Scottish Re (US), Inc. (SRUS) is a licensed health and life insurance provider that offers only insurance and coinsurance. SRUS ceased to engage in new business in 2008, but retained its existing financial agreements with cedants and reinsurers. Many years before this, SRUS began to experience financial problems related to its renewable annual insurance. To fulfill its mandate, SRUS, as a financial unit, has previously relied on financial support from parent companies. When their parent companies filed for bankruptcy in 2018, SRUS’s financial picture grew.
By early 2019, the Insurance Commissioner of the State of Delaware (Commissioner) determined that SRUS was in serious financial trouble and had entered into bankruptcy proceedings. The Court of Chancery subsequently placed the company in receivership and appointed the Commissioner as the official receiver of the company. On June 30, 2020, the Commissioner issued a revised plan, although no final plan has yet to be submitted to the court.

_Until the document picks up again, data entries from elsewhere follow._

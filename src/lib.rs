//! Engine crate for the WifiWala internet plan marketplace app.
//!
//! The UI shells (mobile/web) render state; everything they drive lives
//! here: the signup/signin OTP flow, plan catalog fetching and
//! filtering/sorting, complaint submission, offers, the speed test and the
//! persisted session. Backends and the phone-auth service are external
//! collaborators reached through the clients in this crate.

pub mod auth;
pub mod complaints;
pub mod config;
pub mod error;
pub mod offers;
pub mod plans;
pub mod speedtest;

pub use auth::flow::{AuthFlow, FlowKind, SignupForm, Step};
pub use auth::otp_input::OtpInput;
pub use auth::provider::{AuthProvider, Confirmation, DemoProvider, PhoneProvider, DEMO_OTP};
pub use auth::session::{signout, FileSessionStore, MemorySessionStore, SessionStore};
pub use auth::user::AuthUser;
pub use config::{AppConfig, AuthConfig, AuthMode, OtpPolicy};
pub use error::{Error, Result};
pub use plans::engine::{FilterDimension, FilterState, SortKey};
pub use plans::model::Plan;
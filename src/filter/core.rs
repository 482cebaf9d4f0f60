//! Core filtering functionality
//!
//! Row selection over Arrow record batches via boolean masks, and the
//! `BatchFilter` trait implemented by the quality and completeness filters.

use std::collections::HashSet;

use arrow::array::{ArrayRef, BooleanArray};
use arrow::compute::filter as arrow_filter;
use arrow::record_batch::RecordBatch;

use crate::error::{AnalysisError, Result};

/// Filter a record batch based on a boolean mask
///
/// Rows where the mask is true are kept, in original order. Null mask
/// entries drop the row.
///
/// # Errors
/// Returns an error if the mask length differs from the row count
pub fn filter_record_batch(batch: &RecordBatch, mask: &BooleanArray) -> Result<RecordBatch> {
    if batch.num_rows() != mask.len() {
        return Err(AnalysisError::schema(format!(
            "Mask length ({}) doesn't match batch row count ({})",
            mask.len(),
            batch.num_rows()
        )));
    }

    let filtered_columns: Vec<ArrayRef> = batch
        .columns()
        .iter()
        .map(|col| arrow_filter(col, mask))
        .collect::<std::result::Result<_, _>>()?;

    Ok(RecordBatch::try_new(batch.schema(), filtered_columns)?)
}

/// Trait for objects that select rows of a record batch
pub trait BatchFilter: std::fmt::Debug {
    /// Compute the keep-mask for a batch
    fn mask(&self, batch: &RecordBatch) -> Result<BooleanArray>;

    /// Returns the set of column names required by this filter
    fn required_columns(&self) -> HashSet<String>;

    /// Filter a record batch, keeping rows selected by [`BatchFilter::mask`]
    fn filter(&self, batch: &RecordBatch) -> Result<RecordBatch> {
        let mask = self.mask(batch)?;
        filter_record_batch(batch, &mask)
    }
}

After SRUS’s opponents reviewed the proposed plan, many arguments arose about the nature and types of information the Commissioner intends to provide to the plaintiffs. A summary of these issues revealed a deeper issue that divided the parties: the parties disagreed on whether the waiver standard should be applied to the rehabilitation plan. A group of 57 cedants and five returnees argued that the court could not accept any order that did not provide, at least in part, the cost of removal to the plaintiffs. The commissioner and another panel of seven recusants disagreed.
The Human Rights Court recognized that this was a prima facie case. After considering Delaware statutes, case law, secondary sources, and public policy, the court determined that, for violations of Delaware law, neither statute nor common law requires the Commissioner to meet the barring standard of obtaining court approval. reform process. In particular, the court noted that Delaware’s statutory framework for reviewing proposed revisions did not address whether the prohibition standard applied, unlike other statutes cited by the dissent. The court also noted that the balance of policy was advised to take action on the issue from the General Assembly instead of the court.

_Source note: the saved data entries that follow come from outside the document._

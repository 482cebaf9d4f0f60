//! Human-readable names for the coded indicator fields.
//!
//! The source table names its indicators `x1`..`x55`; a separate data
//! dictionary CSV maps each code to a description such as
//! `Average Monthly Net Salary (After Tax) (USD)`. The first column holds the
//! code and the second the description. Header names are not checked, since
//! dictionaries are often exported with an unnamed index column.

use std::collections::BTreeMap;
use std::io::{Read, Seek};
use std::path::Path;
use std::sync::Arc;
use std::time::Instant;

use arrow::csv::ReaderBuilder;
use arrow::csv::reader::Format;
use arrow_schema::{DataType, Field, Schema};
use rustc_hash::FxHashMap;

use crate::config::LoaderConfig;
use crate::error::util::safe_open_file;
use crate::error::{AnalysisError, Result};
use crate::utils::arrow::{is_blank, text_values};
use crate::utils::logging::{Transfer, log_transfer_complete, log_transfer_start};

/// Field code to description lookup
#[derive(Debug, Clone, Default, PartialEq, Eq)]
pub struct FieldLabels {
    labels: FxHashMap<String, String>,
}

impl FieldLabels {
    #[must_use]
    pub fn get(&self, field: &str) -> Option<&str> {
        self.labels.get(field).map(String::as_str)
    }

    /// The description of `field`, or the field name when it has none
    #[must_use]
    pub fn display<'a>(&'a self, field: &'a str) -> &'a str {
        self.get(field).unwrap_or(field)
    }

    #[must_use]
    pub fn len(&self) -> usize {
        self.labels.len()
    }

    #[must_use]
    pub fn is_empty(&self) -> bool {
        self.labels.is_empty()
    }

    /// Labels of the given fields that have one, ordered by field name
    #[must_use]
    pub fn subset<'a, I>(&self, fields: I) -> BTreeMap<String, String>
    where
        I: IntoIterator<Item = &'a str>,
    {
        fields
            .into_iter()
            .filter_map(|field| Some((field.to_string(), self.get(field)?.to_string())))
            .collect()
    }
}

impl<K: Into<String>, V: Into<String>> FromIterator<(K, V)> for FieldLabels {
    fn from_iter<T: IntoIterator<Item = (K, V)>>(iter: T) -> Self {
        Self {
            labels: iter
                .into_iter()
                .map(|(k, v)| (k.into(), v.into()))
                .collect(),
        }
    }
}

/// Load a data dictionary file
pub fn load_field_labels(path: &Path, config: &LoaderConfig) -> Result<FieldLabels> {
    let start = Instant::now();
    log_transfer_start(Transfer::Read, "data dictionary", path);

    let file = safe_open_file(path, "loading the data dictionary")?;
    let labels = read_field_labels(file, config)?;

    log_transfer_complete(Transfer::Read, path, labels.len(), start.elapsed());
    Ok(labels)
}

/// Read a data dictionary from any seekable source
///
/// Rows with a blank code or description are skipped; a repeated code keeps
/// its last description.
///
/// # Errors
/// Returns a `FormatError` if the source has fewer than two columns or a
/// malformed row.
pub fn read_field_labels<R: Read + Seek>(
    mut reader: R,
    config: &LoaderConfig,
) -> Result<FieldLabels> {
    let format = Format::default()
        .with_header(true)
        .with_delimiter(config.delimiter);

    let (inferred, _) = format
        .infer_schema(&mut reader, Some(0))
        .map_err(|e| AnalysisError::format(format!("Failed to read dictionary header: {e}")))?;
    reader.rewind()?;

    let width = inferred.fields().len();
    if width < 2 {
        return Err(AnalysisError::format(
            "Data dictionary needs a code column and a description column",
        ));
    }

    // Positional names, so unnamed or repeated headers still load
    let schema = Arc::new(Schema::new(
        (0..width)
            .map(|i| Field::new(format!("column_{i}"), DataType::Utf8, true))
            .collect::<Vec<_>>(),
    ));

    let csv_reader = ReaderBuilder::new(schema)
        .with_header(true)
        .with_delimiter(config.delimiter)
        .with_batch_size(config.batch_size.max(1))
        .build(reader)?;

    let mut labels = FxHashMap::default();
    for batch in csv_reader {
        let batch =
            batch.map_err(|e| AnalysisError::format(format!("Malformed dictionary row: {e}")))?;
        let codes = text_values(batch.column(0))?;
        let descriptions = text_values(batch.column(1))?;

        for (code, description) in codes.into_iter().zip(descriptions) {
            if let (Some(code), Some(description)) = (code, description) {
                if !is_blank(&code) && !is_blank(&description) {
                    labels.insert(code.trim().to_string(), description.trim().to_string());
                }
            }
        }
    }

    Ok(FieldLabels { labels })
}

#[cfg(test)]
mod tests {
    use super::*;
    use std::io::Cursor;

    fn read(text: &str) -> Result<FieldLabels> {
        read_field_labels(Cursor::new(text.to_string()), &LoaderConfig::default())
    }

    #[test]
    fn test_read_dictionary_with_unnamed_index() {
        let labels = read(
            ",Description\nx1,\"Meal, Inexpensive Restaurant (USD)\"\nx54,Average Monthly Net Salary (After Tax) (USD)\n",
        )
        .unwrap();

        assert_eq!(labels.len(), 2);
        assert_eq!(labels.get("x1"), Some("Meal, Inexpensive Restaurant (USD)"));
        assert_eq!(
            labels.display("x54"),
            "Average Monthly Net Salary (After Tax) (USD)"
        );
        assert_eq!(labels.display("x48"), "x48");
    }

    #[test]
    fn test_blank_rows_skipped() {
        let labels = read("Column,Description\nx1,\n,orphan\nx2,Meal for 2\n").unwrap();
        assert_eq!(labels.len(), 1);
        assert_eq!(labels.get("x2"), Some("Meal for 2"));
    }

    #[test]
    fn test_single_column_is_format_error() {
        assert!(matches!(read("code\nx1\n"), Err(AnalysisError::Format(_))));
        assert!(matches!(read(""), Err(AnalysisError::Format(_))));
    }

    #[test]
    fn test_subset_orders_by_field() {
        let labels: FieldLabels = [("x54", "Salary"), ("x1", "Meal")].into_iter().collect();
        let subset = labels.subset(["x54", "x48", "x1"]);
        let keys: Vec<_> = subset.keys().map(String::as_str).collect();
        assert_eq!(keys, vec!["x1", "x54"]);
    }
}
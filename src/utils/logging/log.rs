//! Stage logging for file reads and writes.

use std::path::Path;
use std::time::Duration;

/// Direction of a file transfer
#[derive(Debug, Clone, Copy, PartialEq, Eq)]
pub enum Transfer {
    Read,
    Write,
}

impl Transfer {
    fn progressive(self) -> &'static str {
        match self {
            Self::Read => "Reading",
            Self::Write => "Writing",
        }
    }

    fn past(self) -> &'static str {
        match self {
            Self::Read => "Read",
            Self::Write => "Wrote",
        }
    }

    fn preposition(self) -> &'static str {
        match self {
            Self::Read => "from",
            Self::Write => "to",
        }
    }
}

/// Message logged once a transfer of `rows` rows has finished
#[must_use]
pub fn transfer_summary(
    transfer: Transfer,
    path: &Path,
    rows: usize,
    elapsed: Duration,
) -> String {
    format!(
        "{} {rows} rows {} {} in {elapsed:?}",
        transfer.past(),
        transfer.preposition(),
        path.display()
    )
}

/// Log the start of a read or write of `what` at `path`
pub fn log_transfer_start(transfer: Transfer, what: &str, path: &Path) {
    log::info!("{} {what} {}", transfer.progressive(), path.display());
}

/// Log a finished read or write
pub fn log_transfer_complete(transfer: Transfer, path: &Path, rows: usize, elapsed: Duration) {
    log::info!("{}", transfer_summary(transfer, path, rows, elapsed));
}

Reviewing decisions from other jurisdictions to consider this issue, the court emphasized that each of these majors came from two Depression-era decisions from the US Supreme Court and the California Supreme Court, both stemming from the Pacific Mutual Life reform. Insurance Company of California. See Carpenter v. Pac. Mut. Moyo Ins. Co. (Carpenter I), 74 P.2d 761 (Cal. 1937), aff’d subnoun. Neblett v. Carpenter (Carpenter II), 305 US 297 (1938). After a careful reading of the rulings, the court found that the rulings were “standing.” The rulings did not state that a reformation plan must meet the standard of dismissal or that the court would not approve a reformation plan that did not meet that standard. Instead, a Pacific Mutual Decisions stated that a restructuring plan that met the standard of exclusion would not raise legal challenges.
Therefore, the court said that the plaintiff can object if it can be shown that the plan fails to provide the cost of removal, while the court can consider the objection on its own grounds. Therefore, the court wanted the Commissioner to provide sufficient information about the rehabilitation process to determine if they can object.